*What this task involves:* Output every entry exactly as it appears.

BEGIN Data extract

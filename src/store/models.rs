//! Persistent data model.
//!
//! Documents live in two MongoDB collections: `guilds` (one document per
//! Discord guild, holding the full language-group topology) and `messages`
//! (append-only fan-out history).

use chrono::{DateTime, Utc};
use serde::{Deserialize, Serialize};

/// Sentinel for a guild that has not designated an intro channel yet.
pub const INTRO_CHANNEL_UNSET: &str = "-1";

/// One Discord community and its full per-language channel topology.
#[derive(Debug, Clone, Serialize, Deserialize)]
pub struct Guild {
    /// Discord guild id.
    pub id: String,
    pub name: String,
    /// Channel watched for language-onboarding messages; `"-1"` when unset.
    pub intro_channel_id: String,
    /// Id of the group used as the template when provisioning new languages.
    ///
    /// Set at seed time to the first category discovered. This replaces the
    /// implicit "first group in the list" contract.
    pub reference_group_id: String,
    /// One group per language ever provisioned; language codes are unique.
    pub groups: Vec<LanguageGroup>,
}

impl Guild {
    pub fn has_intro_channel(&self) -> bool {
        self.intro_channel_id != INTRO_CHANNEL_UNSET
    }

    /// Look up a channel by platform id across all groups.
    pub fn find_channel(&self, channel_id: &str) -> Option<&Channel> {
        self.groups
            .iter()
            .flat_map(|g| g.channels.iter())
            .find(|c| c.id == channel_id)
    }

    pub fn group_for_language(&self, language_code: &str) -> Option<&LanguageGroup> {
        self.groups.iter().find(|g| g.language_code == language_code)
    }

    pub fn reference_group(&self) -> Option<&LanguageGroup> {
        self.groups.iter().find(|g| g.id == self.reference_group_id)
    }
}

/// A category of channels all serving one language.
#[derive(Debug, Clone, Serialize, Deserialize)]
pub struct LanguageGroup {
    /// Discord category id.
    pub id: String,
    /// Display name (language-specific).
    pub name: String,
    pub language_code: String,
    /// The group's name in the reference group, kept so the group can be
    /// matched back to its origin.
    pub english_name: String,
    /// One channel per distinct topic; `english_name` is unique within.
    pub channels: Vec<Channel>,
}

/// One topic channel within a language group.
#[derive(Debug, Clone, Serialize, Deserialize)]
pub struct Channel {
    /// Discord channel id.
    pub id: String,
    /// Display name (language-specific).
    pub name: String,
    pub language_code: String,
    /// Logical identity key: the corresponding channel's name in the
    /// reference group. Channels in different groups sharing this name are
    /// correspondents.
    pub english_name: String,
}

/// One durable record per fan-out message ever broadcast.
#[derive(Debug, Clone, Serialize, Deserialize)]
pub struct HistoryRecord {
    /// Discord message id of the origin message.
    pub id: String,
    pub guild_id: String,
    /// Origin channel id.
    pub channel_id: String,
    /// Logical identity of the origin channel.
    pub english_name: String,
    /// Language of the original text.
    pub language_code: String,
    /// Original (untranslated) text.
    pub content: String,
    #[serde(with = "mongodb::bson::serde_helpers::chrono_datetime_as_bson_datetime")]
    pub created_on: DateTime<Utc>,
}
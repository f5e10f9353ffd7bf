//! Discord implementation of the chat-platform interface.

use std::sync::Arc;

use async_trait::async_trait;
use serenity::builder::CreateChannel;
use serenity::http::Http;
use serenity::model::channel::ChannelType;
use serenity::model::id::{ChannelId, GuildId};

use crate::bridge::platform::ChatPlatform;
use crate::common::error::PlatformError;

/// Chat platform backed by the Discord REST API.
pub struct DiscordGateway {
    http: Arc<Http>,
}

impl DiscordGateway {
    pub fn new(http: Arc<Http>) -> Self {
        Self { http }
    }
}

fn parse_id(value: &str) -> Result<u64, PlatformError> {
    value.parse::<u64>().map_err(|_| PlatformError::InvalidId {
        value: value.to_string(),
    })
}

#[async_trait]
impl ChatPlatform for DiscordGateway {
    async fn create_channel_group(
        &self,
        guild_id: &str,
        name: &str,
    ) -> Result<String, PlatformError> {
        let guild = GuildId::new(parse_id(guild_id)?);
        let builder = CreateChannel::new(name).kind(ChannelType::Category);
        let channel = guild
            .create_channel(&self.http, builder)
            .await
            .map_err(|e| PlatformError::ChannelCreateFailed {
                name: name.to_string(),
                source: e,
            })?;
        Ok(channel.id.to_string())
    }

    async fn create_text_channel(
        &self,
        guild_id: &str,
        name: &str,
        parent_group_id: &str,
    ) -> Result<String, PlatformError> {
        let guild = GuildId::new(parse_id(guild_id)?);
        let parent = ChannelId::new(parse_id(parent_group_id)?);
        let builder = CreateChannel::new(name)
            .kind(ChannelType::Text)
            .category(parent);
        let channel = guild
            .create_channel(&self.http, builder)
            .await
            .map_err(|e| PlatformError::ChannelCreateFailed {
                name: name.to_string(),
                source: e,
            })?;
        Ok(channel.id.to_string())
    }

    async fn post_message(&self, channel_id: &str, content: &str) -> Result<(), PlatformError> {
        let channel = ChannelId::new(parse_id(channel_id)?);
        channel
            .say(&self.http, content)
            .await
            .map_err(|e| PlatformError::PostFailed {
                channel_id: channel_id.to_string(),
                source: e,
            })?;
        Ok(())
    }
}
//! Process configuration, read from the environment once at startup.

use crate::auth::jwt::JwtConfig;

/// Everything the server needs besides the database URL, which `main`
/// reads separately because the pool is built before the router.
///
/// Defaults suit local development; production overrides via environment
/// variables:
///
/// | variable               | default                 |
/// |------------------------|-------------------------|
/// | `HOST`                 | `0.0.0.0`               |
/// | `PORT`                 | `3000`                  |
/// | `CORS_ORIGINS`         | `http://localhost:5173` |
/// | `REQUEST_TIMEOUT_SECS` | `30`                    |
#[derive(Debug, Clone)]
pub struct ServerConfig {
    pub host: String,
    pub port: u16,
    /// Comma-separated in the environment, split and trimmed here.
    pub cors_origins: Vec<String>,
    pub request_timeout_secs: u64,
    pub jwt: JwtConfig,
}

impl ServerConfig {
    /// Load the configuration, panicking on malformed values so a bad
    /// deployment fails at startup rather than at the first request.
    pub fn from_env() -> Self {
        let cors_origins = env_or("CORS_ORIGINS", "http://localhost:5173")
            .split(',')
            .map(str::trim)
            .filter(|origin| !origin.is_empty())
            .map(str::to_owned)
            .collect();

        Self {
            host: env_or("HOST", "0.0.0.0"),
            port: parse_env("PORT", 3000),
            cors_origins,
            request_timeout_secs: parse_env("REQUEST_TIMEOUT_SECS", 30),
            jwt: JwtConfig::from_env(),
        }
    }
}

fn env_or(name: &str, default: &str) -> String {
    std::env::var(name).unwrap_or_else(|_| default.to_string())
}

fn parse_env<T: std::str::FromStr>(name: &str, default: T) -> T {
    match std::env::var(name) {
        Ok(raw) => raw
            .parse()
            .unwrap_or_else(|_| panic!("{name} is not a valid value for its type")),
        Err(_) => default,
    }
}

END Data extract

*Output of the task:*
filename src/store/models.rs
//! Persistent data model.
//!
//! Documents live in two MongoDB collections: `guilds` (one document per
//! Discord guild, holding the full language-group topology) and `messages`
//! (append-only fan-out history).

use chrono::{DateTime, Utc};
use serde::{Deserialize, Serialize};

/// Sentinel for a guild that has not designated an intro channel yet.
pub const INTRO_CHANNEL_UNSET: &str = "-1";

/// One Discord community and its full per-language channel topology.
#[derive(Debug, Clone, Serialize, Deserialize)]
pub struct Guild {
    /// Discord guild id.
    pub id: String,
    pub name: String,
    /// Channel watched for language-onboarding messages; `"-1"` when unset.
    pub intro_channel_id: String,
    /// Id of the group used as the template when provisioning new languages.
    ///
    /// Set at seed time to the first category discovered. This replaces the
    /// implicit "first group in the list" contract.
    pub reference_group_id: String,
    /// One group per language ever provisioned; language codes are unique.
    pub groups: Vec<LanguageGroup>,
}

impl Guild {
    pub fn has_intro_channel(&self) -> bool {
        self.intro_channel_id != INTRO_CHANNEL_UNSET
    }

    /// Look up a channel by platform id across all groups.
    pub fn find_channel(&self, channel_id: &str) -> Option<&Channel> {
        self.groups
            .iter()
            .flat_map(|g| g.channels.iter())
            .find(|c| c.id == channel_id)
    }

    pub fn group_for_language(&self, language_code: &str) -> Option<&LanguageGroup> {
        self.groups.iter().find(|g| g.language_code == language_code)
    }

    pub fn reference_group(&self) -> Option<&LanguageGroup> {
        self.groups.iter().find(|g| g.id == self.reference_group_id)
    }
}

/// A category of channels all serving one language.
#[derive(Debug, Clone, Serialize, Deserialize)]
pub struct LanguageGroup {
    /// Discord category id.
    pub id: String,
    /// Display name (language-specific).
    pub name: String,
    pub language_code: String,
    /// The group's name in the reference group, kept so the group can be
    /// matched back to its origin.
    pub english_name: String,
    /// One channel per distinct topic; `english_name` is unique within.
    pub channels: Vec<Channel>,
}

/// One topic channel within a language group.
#[derive(Debug, Clone, Serialize, Deserialize)]
pub struct Channel {
    /// Discord channel id.
    pub id: String,
    /// Display name (language-specific).
    pub name: String,
    pub language_code: String,
    /// Logical identity key: the corresponding channel's name in the
    /// reference group. Channels in different groups sharing this name are
    /// correspondents.
    pub english_name: String,
}

/// One durable record per fan-out message ever broadcast.
#[derive(Debug, Clone, Serialize, Deserialize)]
pub struct HistoryRecord {
    /// Discord message id of the origin message.
    pub id: String,
    pub guild_id: String,
    /// Origin channel id.
    pub channel_id: String,
    /// Logical identity of the origin channel.
    pub english_name: String,
    /// Language of the original text.
    pub language_code: String,
    /// Original (untranslated) text.
    pub content: String,
    #[serde(with = "mongodb::bson::serde_helpers::chrono_datetime_as_bson_datetime")]
    pub created_on: DateTime<Utc>,
}
repository f5e10f9353ffd7bf
//! Discord implementation of the chat-platform interface.

use std::sync::Arc;

use async_trait::async_trait;
use serenity::builder::CreateChannel;
use serenity::http::Http;
use serenity::model::channel::ChannelType;
use serenity::model::id::{ChannelId, GuildId};

use crate::bridge::platform::ChatPlatform;
use crate::common::error::PlatformError;

/// Chat platform backed by the Discord REST API.
pub struct DiscordGateway {
    http: Arc<Http>,
}

impl DiscordGateway {
    pub fn new(http: Arc<Http>) -> Self {
        Self { http }
    }
}

fn parse_id(value: &str) -> Result<u64, PlatformError> {
    value.parse::<u64>().map_err(|_| PlatformError::InvalidId {
        value: value.to_string(),
    })
}

#[async_trait]
impl ChatPlatform for DiscordGateway {
    async fn create_channel_group(
        &self,
        guild_id: &str,
        name: &str,
    ) -> Result<String, PlatformError> {
        let guild = GuildId::new(parse_id(guild_id)?);
        let builder = CreateChannel::new(name).kind(ChannelType::Category);
        let channel = guild
            .create_channel(&self.http, builder)
            .await
            .map_err(|e| PlatformError::ChannelCreateFailed {
                name: name.to_string(),
                source: e,
            })?;
        Ok(channel.id.to_string())
    }

    async fn create_text_channel(
        &self,
        guild_id: &str,
        name: &str,
        parent_group_id: &str,
    ) -> Result<String, PlatformError> {
        let guild = GuildId::new(parse_id(guild_id)?);
        let parent = ChannelId::new(parse_id(parent_group_id)?);
        let builder = CreateChannel::new(name)
            .kind(ChannelType::Text)
            .category(parent);
        let channel = guild
            .create_channel(&self.http, builder)
            .await
            .map_err(|e| PlatformError::ChannelCreateFailed {
                name: name.to_string(),
                source: e,
            })?;
        Ok(channel.id.to_string())
    }

    async fn post_message(&self, channel_id: &str, content: &str) -> Result<(), PlatformError> {
        let channel = ChannelId::new(parse_id(channel_id)?);
        channel
            .say(&self.http, content)
            .await
            .map_err(|e| PlatformError::PostFailed {
                channel_id: channel_id.to_string(),
                source: e,
            })?;
        Ok(())
    }
}
//! Process configuration, read from the environment once at startup.

use crate::auth::jwt::JwtConfig;

/// Everything the server needs besides the database URL, which `main`
/// reads separately because the pool is built before the router.
///
/// Defaults suit local development; production overrides via environment
/// variables:
///
/// | variable               | default                 |
/// |------------------------|-------------------------|
/// | `HOST`                 | `0.0.0.0`               |
/// | `PORT`                 | `3000`                  |
/// | `CORS_ORIGINS`         | `http://localhost:5173` |
/// | `REQUEST_TIMEOUT_SECS` | `30`                    |
#[derive(Debug, Clone)]
pub struct ServerConfig {
    pub host: String,
    pub port: u16,
    /// Comma-separated in the environment, split and trimmed here.
    pub cors_origins: Vec<String>,
    pub request_timeout_secs: u64,
    pub jwt: JwtConfig,
}

impl ServerConfig {
    /// Load the configuration, panicking on malformed values so a bad
    /// deployment fails at startup rather than at the first request.
    pub fn from_env() -> Self {
        let cors_origins = env_or("CORS_ORIGINS", "http://localhost:5173")
            .split(',')
            .map(str::trim)
            .filter(|origin| !origin.is_empty())
            .map(str::to_owned)
            .collect();

        Self {
            host: env_or("HOST", "0.0.0.0"),
            port: parse_env("PORT", 3000),
            cors_origins,
            request_timeout_secs: parse_env("REQUEST_TIMEOUT_SECS", 30),
            jwt: JwtConfig::from_env(),
        }
    }
}

fn env_or(name: &str, default: &str) -> String {
    std::env::var(name).unwrap_or_else(|_| default.to_string())
}

fn parse_env<T: std::str::FromStr>(name: &str, default: T) -> T {
    match std::env::var(name) {
        Ok(raw) => raw
            .parse()
            .unwrap_or_else(|_| panic!("{name} is not a valid value for its type")),
        Err(_) => default,
    }
}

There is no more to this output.